Click here to see this page in other languages: Chinese Russian
"Climate change is a huge problem, and it absolutely needs to be solved."
Bill Gates, Co-founder of Microsoft and the Gates Foundation
By 2050, the earth's population is expected to pass 9 billion. By 2100, climate models predict global temperatures will be on average 4°C warmer and sea levels will be 0.7m higher under "business as usual" conditions. The impacts of such changes have been widely studied and many will be felt within our lifetimes. According to the Intergovernmental Panel on Climate Change's (IPCC) Fourth Assessment, the impacts will be overwhelmingly negative across the globe, including increased hunger, water stress, flooding, extreme weather, and impacts on biodiversity and human health.
How can we balance the needs for population and economic growth against the needs for environmental stability? The solutions to such a dilemma will require innovative new policy and will challenge the basic assumptions upon which our economy is founded.

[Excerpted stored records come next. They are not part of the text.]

//! The simulation context: every piece of mutable simulation state, owned by
//! the caller and advanced once per frame.
//!
//! Within a frame the order is fixed: the layout transition and the
//! animators advance first, then the composer fills the write buffer from
//! the resulting [`WaveState`], then the buffers swap and the floating
//! bodies probe the new field. No frame mixes two wave-state snapshots.

use crate::animators::{DecorativeBody, SceneCrossFade};
use crate::compose::{CellComposer, PointerInput};
use crate::config::SandConfig;
use crate::sampler::{FloatingBody, PointSampler, ProbeResult};
use crate::transition::{LayoutTransition, TransitionEvent};
use crate::wave::WaveState;
use glam::{DVec2, DVec3};
use sand_garden_core::error::EngineError;
use sand_garden_core::{Engine, Field, FieldPair, NoiseSource, Xorshift64};
use serde_json::{json, Value};

#[derive(Debug, Clone)]
pub struct SimulationContext {
    config: SandConfig,
    composer: CellComposer,
    fields: FieldPair,
    transition: LayoutTransition,
    decoration: DecorativeBody,
    scene: SceneCrossFade,
    sampler: PointSampler,
    bodies: Vec<FloatingBody>,
    pointer: Option<DVec2>,
    frame: u64,
}

impl SimulationContext {
    /// Validates `config` and seeds the initial field from the fractal
    /// generator. The same `seed` also drives every layout draw.
    pub fn new(config: SandConfig, seed: u64) -> Result<Self, EngineError> {
        config.validate()?;

        let noise = NoiseSource::new(seed);
        let initial = noise.generate(config.size, &config.fractal())?;
        let composer = CellComposer::new(
            noise,
            config.bump_amplitude,
            config.bump_frequency,
            config.master_fade,
        )
        .with_grid_overlay(config.grid_overlay);

        let state = WaveState::with_background_scale(config.background_wave_scale);
        let sampler = PointSampler::new(config.bounds);
        let decoration = DecorativeBody::new(
            sampler.world_from_uv(state.anchor()),
            config.body_sink_ms,
            config.body_rise_ms,
            config.body_spin,
        );
        let transition = LayoutTransition::new(
            state,
            Xorshift64::new(seed),
            config.shrink_ms,
            config.grow_ms,
            config.fixed_phase_step,
        );
        let scene = SceneCrossFade::new(config.scene_groups, config.scene_fade_ms);

        log::info!(
            "sand garden ready: {size}x{size} field, seed {seed}, {octaves} octaves",
            size = config.size,
            octaves = config.octaves
        );

        Ok(Self {
            composer,
            fields: FieldPair::new(initial),
            transition,
            decoration,
            scene,
            sampler,
            bodies: Vec::new(),
            pointer: None,
            frame: 0,
            config,
        })
    }

    pub fn config(&self) -> &SandConfig {
        &self.config
    }

    /// Number of frames advanced so far.
    pub fn frame(&self) -> u64 {
        self.frame
    }

    /// Advances one frame of `dt_ms` milliseconds. Negative or non-finite
    /// deltas are treated as zero.
    pub fn advance(&mut self, dt_ms: f64) {
        let dt_ms = if dt_ms.is_finite() && dt_ms >= 0.0 {
            dt_ms
        } else {
            log::debug!("frame delta {dt_ms} ms treated as 0");
            0.0
        };

        for event in self.transition.advance(dt_ms) {
            if event == TransitionEvent::Swapped {
                log::debug!("frame {}: layout swapped", self.frame);
            }
        }
        self.decoration.advance(dt_ms);
        self.scene.advance(dt_ms);

        let pointer = match self.pointer.take() {
            Some(uv) => PointerInput::at(uv, self.config.pointer_radius, self.config.pointer_strength),
            None => PointerInput::absent(self.config.pointer_radius, self.config.pointer_strength),
        };
        let composer = &self.composer;
        let state = self.transition.state();
        self.fields.step(|uv| composer.compose(uv, state, &pointer));

        let field = self.fields.current();
        for body in &mut self.bodies {
            body.update(&self.sampler, field);
        }
        self.frame += 1;
    }

    /// Latches a pointer position for the next frame only. Positions outside
    /// the unit square are clamped.
    pub fn set_pointer(&mut self, uv: Option<DVec2>) {
        self.pointer = uv.map(|uv| {
            let clamped = uv.clamp(DVec2::ZERO, DVec2::ONE);
            if clamped != uv {
                log::debug!("pointer {uv} clamped to {clamped}");
            }
            clamped
        });
    }

    /// Latches a pointer from a world-space hit on the surface.
    pub fn set_pointer_world(&mut self, hit: DVec3) {
        self.set_pointer(Some(self.sampler.uv_from_world(hit.x, hit.z)));
    }

    /// Starts a layout change anchored at `target`, moving the decorative
    /// body along with it. Returns `false` if a change is already running.
    pub fn request_layout_change(&mut self, target: Option<DVec2>) -> bool {
        if !self.transition.request_change(target) {
            return false;
        }
        if let Some(anchor) = self.transition.pending_anchor() {
            self.decoration.request_move(self.sampler.world_from_uv(anchor));
        }
        true
    }

    /// Cross-fades to the next display group.
    pub fn request_scene_switch(&mut self) -> bool {
        self.scene.request_switch()
    }

    /// Height and slope at `uv` in the current field.
    pub fn sample_height(&self, uv: DVec2) -> ProbeResult {
        self.sampler.sample(self.fields.current(), uv)
    }

    pub fn current_field(&self) -> &Field {
        self.fields.current()
    }

    pub fn current_wave_state(&self) -> &WaveState {
        self.transition.state()
    }

    pub fn is_changing(&self) -> bool {
        self.transition.is_changing()
    }

    /// Drops a floating body at world `(x, z)` and returns its index.
    /// Positions beyond the walls are clamped onto them.
    pub fn spawn_body(&mut self, x: f64, z: f64) -> usize {
        let half = self.sampler.bounds() * 0.5;
        let (x, z) = (x.clamp(-half, half), z.clamp(-half, half));
        let probe = self.sampler.sample_world(self.fields.current(), x, z);
        self.bodies.push(FloatingBody::new(DVec3::new(x, probe.height, z)));
        self.bodies.len() - 1
    }

    pub fn bodies(&self) -> &[FloatingBody] {
        &self.bodies
    }

    pub fn decoration(&self) -> &DecorativeBody {
        &self.decoration
    }

    pub fn scene(&self) -> &SceneCrossFade {
        &self.scene
    }

    pub fn sampler(&self) -> &PointSampler {
        &self.sampler
    }
}

impl Engine for SimulationContext {
    fn advance(&mut self, dt_ms: f64) -> Result<(), EngineError> {
        SimulationContext::advance(self, dt_ms);
        Ok(())
    }

    fn field(&self) -> &Field {
        self.current_field()
    }

    fn params(&self) -> Value {
        let state = self.transition.state();
        let anchor = state.anchor();
        let mut params = self.config.to_json();
        params["state"] = json!({
            "frame": self.frame,
            "changing": self.is_changing(),
            "master_scale": state.master_scale,
            "grid_unit": state.grid_unit,
            "elapsed_time": state.elapsed_time,
            "anchor": [anchor.x, anchor.y],
            "active_group": self.scene.active(),
        });
        params
    }

    fn param_schema(&self) -> Value {
        SandConfig::param_schema()
    }
}

#[cfg(test)]
mod tests {
    use super::*;
    use sand_garden_core::FractalParams;

    const FRAME_MS: f64 = 1000.0 / 60.0;

    fn small(seed: u64) -> SimulationContext {
        let config = SandConfig {
            size: 32,
            octaves: 6,
            ..SandConfig::default()
        };
        SimulationContext::new(config, seed).unwrap()
    }

    fn bits(field: &Field) -> Vec<u64> {
        field.data().iter().map(|v| v.to_bits()).collect()
    }

    #[test]
    fn seed_42_scenario_completes_a_transition() {
        let mut ctx = SimulationContext::new(SandConfig::default(), 42).unwrap();
        assert_eq!(ctx.current_field().width(), 256);
        let bound = FractalParams::default().amplitude_bound();
        let h = ctx.sample_height(DVec2::splat(0.5)).height;
        assert!(h.abs() <= bound, "|{h}| exceeds {bound}");

        assert!(ctx.request_layout_change(None));
        assert!(ctx.is_changing());
        for _ in 0..20 {
            ctx.advance(100.0);
        }
        assert!(!ctx.is_changing());
        assert_eq!(ctx.current_wave_state().master_scale, 1.0);
    }

    #[test]
    fn rejects_invalid_configuration() {
        let config = SandConfig {
            size: 1,
            ..SandConfig::default()
        };
        assert!(matches!(
            SimulationContext::new(config, 1),
            Err(EngineError::InvalidDimensions)
        ));
        let config = SandConfig {
            pointer_radius: -1.0,
            ..SandConfig::default()
        };
        assert!(matches!(
            SimulationContext::new(config, 1),
            Err(EngineError::InvalidConfig { .. })
        ));
    }

    #[test]
    fn same_seed_same_frames() {
        let mut a = small(7);
        let mut b = small(7);
        for frame in 0..40 {
            if frame == 3 {
                a.request_layout_change(Some(DVec2::new(0.6, 0.4)));
                b.request_layout_change(Some(DVec2::new(0.6, 0.4)));
            }
            a.advance(FRAME_MS * 3.0);
            b.advance(FRAME_MS * 3.0);
        }
        assert_eq!(bits(a.current_field()), bits(b.current_field()));
        assert_eq!(a.current_wave_state(), b.current_wave_state());
    }

    #[test]
    fn field_reflects_the_frames_wave_state() {
        let mut ctx = small(9);
        ctx.request_layout_change(None);
        let absent = PointerInput::absent(ctx.config.pointer_radius, ctx.config.pointer_strength);
        for _ in 0..70 {
            ctx.advance(FRAME_MS * 2.0);
            let state = ctx.current_wave_state().clone();
            let expected = Field::from_fn(32, 32, |uv| ctx.composer.compose(uv, &state, &absent)).unwrap();
            assert_eq!(bits(ctx.current_field()), bits(&expected));
        }
        assert!(!ctx.is_changing());
    }

    #[test]
    fn pointer_is_latched_for_one_frame() {
        let mut pressed = small(3);
        let mut untouched = small(3);

        pressed.set_pointer(Some(DVec2::splat(0.5)));
        pressed.advance(FRAME_MS);
        untouched.advance(FRAME_MS);
        assert_ne!(bits(pressed.current_field()), bits(untouched.current_field()));
        let centre = |ctx: &SimulationContext| ctx.current_field().get(15, 15);
        assert!(centre(&pressed) < centre(&untouched), "negative strength presses down");

        pressed.advance(FRAME_MS);
        untouched.advance(FRAME_MS);
        assert_eq!(bits(pressed.current_field()), bits(untouched.current_field()));
    }

    #[test]
    fn out_of_range_pointer_is_clamped_not_rejected() {
        let mut ctx = small(4);
        ctx.set_pointer(Some(DVec2::new(3.0, -1.0)));
        assert_eq!(ctx.pointer, Some(DVec2::new(1.0, 0.0)));
        ctx.advance(FRAME_MS);
        assert!(ctx.current_field().is_finite());
        assert_eq!(ctx.pointer, None);
    }

    #[test]
    fn world_pointer_maps_to_uv() {
        let mut ctx = small(4);
        ctx.set_pointer_world(DVec3::new(256.0, 3.0, 256.0));
        assert_eq!(ctx.pointer, Some(DVec2::new(0.75, 0.25)));
    }

    #[test]
    fn layout_change_is_guarded_and_moves_the_body() {
        let mut ctx = small(5);
        assert!(ctx.request_layout_change(Some(DVec2::new(0.75, 0.25))));
        assert!(!ctx.request_layout_change(Some(DVec2::new(0.1, 0.1))));
        assert!(ctx.decoration().is_animating());

        for _ in 0..120 {
            ctx.advance(FRAME_MS);
        }
        assert!(!ctx.is_changing());
        assert_eq!(ctx.current_wave_state().anchor(), DVec2::new(0.75, 0.25));
        let p = ctx.decoration().position();
        assert_eq!((p.x, p.z), (256.0, 256.0));
        assert!(!ctx.decoration().is_animating());
    }

    #[test]
    fn scene_switch_runs_independently() {
        let mut ctx = small(6);
        assert!(ctx.request_scene_switch());
        assert!(!ctx.request_scene_switch());
        assert!(!ctx.is_changing());
        for _ in 0..4 {
            ctx.advance(1000.0);
        }
        assert_eq!(ctx.scene().active(), 1);
    }

    #[test]
    fn bodies_ride_the_current_field() {
        let mut ctx = small(8);
        let idx = ctx.spawn_body(0.0, 0.0);
        ctx.advance(FRAME_MS);
        let body = ctx.bodies()[idx];
        assert!(body.position.x.abs() <= 512.0 && body.position.z.abs() <= 512.0);
        let landed = ctx.sampler().uv_from_world(body.position.x, body.position.z);
        assert_eq!(body.position.y, ctx.sample_height(landed).height);
    }

    #[test]
    fn far_out_heights_read_the_edge() {
        let ctx = small(8);
        let edge = ctx.sample_height(DVec2::new(1.0, 0.5));
        assert_eq!(ctx.sample_height(DVec2::new(1e30, 0.5)), edge);
        assert_eq!(ctx.sample_height(DVec2::new(f64::INFINITY, 0.5)), edge);
        assert!(ctx.sample_height(DVec2::new(f64::NAN, 0.5)).height.is_finite());
    }

    #[test]
    fn far_out_bodies_start_on_the_wall() {
        let mut ctx = small(8);
        let idx = ctx.spawn_body(1e30, f64::NEG_INFINITY);
        let body = ctx.bodies()[idx];
        assert_eq!((body.position.x, body.position.z), (512.0, -512.0));
        ctx.advance(FRAME_MS);
        let body = ctx.bodies()[idx];
        assert!(body.position.is_finite());
        assert!(body.position.x.abs() <= 512.0 && body.position.z.abs() <= 512.0);
    }

    #[test]
    fn overflowing_octaves_are_rejected_before_generation() {
        let config = SandConfig {
            size: 16,
            lacunarity: 1e300,
            ..SandConfig::default()
        };
        match SimulationContext::new(config, 42) {
            Err(EngineError::InvalidConfig { name, .. }) => assert_eq!(name, "lacunarity"),
            other => panic!("expected InvalidConfig, got {other:?}"),
        }
    }

    #[test]
    fn bad_delta_is_ignored() {
        let mut ctx = small(2);
        ctx.advance(f64::NAN);
        ctx.advance(-50.0);
        assert_eq!(ctx.current_wave_state().elapsed_time, 0.0);
        assert_eq!(ctx.frame(), 2);
    }

    #[test]
    fn engine_params_report_state() {
        let mut ctx = small(1);
        Engine::advance(&mut ctx, FRAME_MS).unwrap();
        let params = ctx.params();
        assert_eq!(params["bump_amplitude"], 4.0);
        assert_eq!(params["state"]["frame"], 1);
        assert_eq!(params["state"]["changing"], false);
        assert!(ctx.param_schema().get("grow_ms").is_some());
        assert_eq!(ctx.field().width(), 32);
    }
}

What the experts worry about
Food production is intimately linked to the climate. Increased irrigation demands and prolonged droughts are associated with a warmer and less stable climate, and will increase the demand for fresh water. However, fresh water will become less accessible as glacial sources are reduced. Heat stress on crops and livestock is another major and often overlooked factor. Areas of the world specialized in cultivating specific crops may become either unsuitable for those crops or at least less efficient, especially in areas where localized temperature increases are greater than the global average. Continued acidification of oceans due to absorption of CO2 from the atmosphere will affect marine health. The IPCC's fifth assessment examined a wide range of regions and crops and found, with high confidence, that the negative impacts of climate change have been more common than positive impacts.
Projected surface temperature changes for early and late 21st century, relative to the period from 1980-1999. AOGCM multi-model average for upper-limit projections (Source: IPCC).
The IPCC projects with very high confidence that climate change will also increase risks from severe weather, particularly for urban populations. These include risks from storms, extreme precipitation, landslides, inland and coastal flooding, droughts and water scarcity. Risks are further increased for those lacking essential infrastructure.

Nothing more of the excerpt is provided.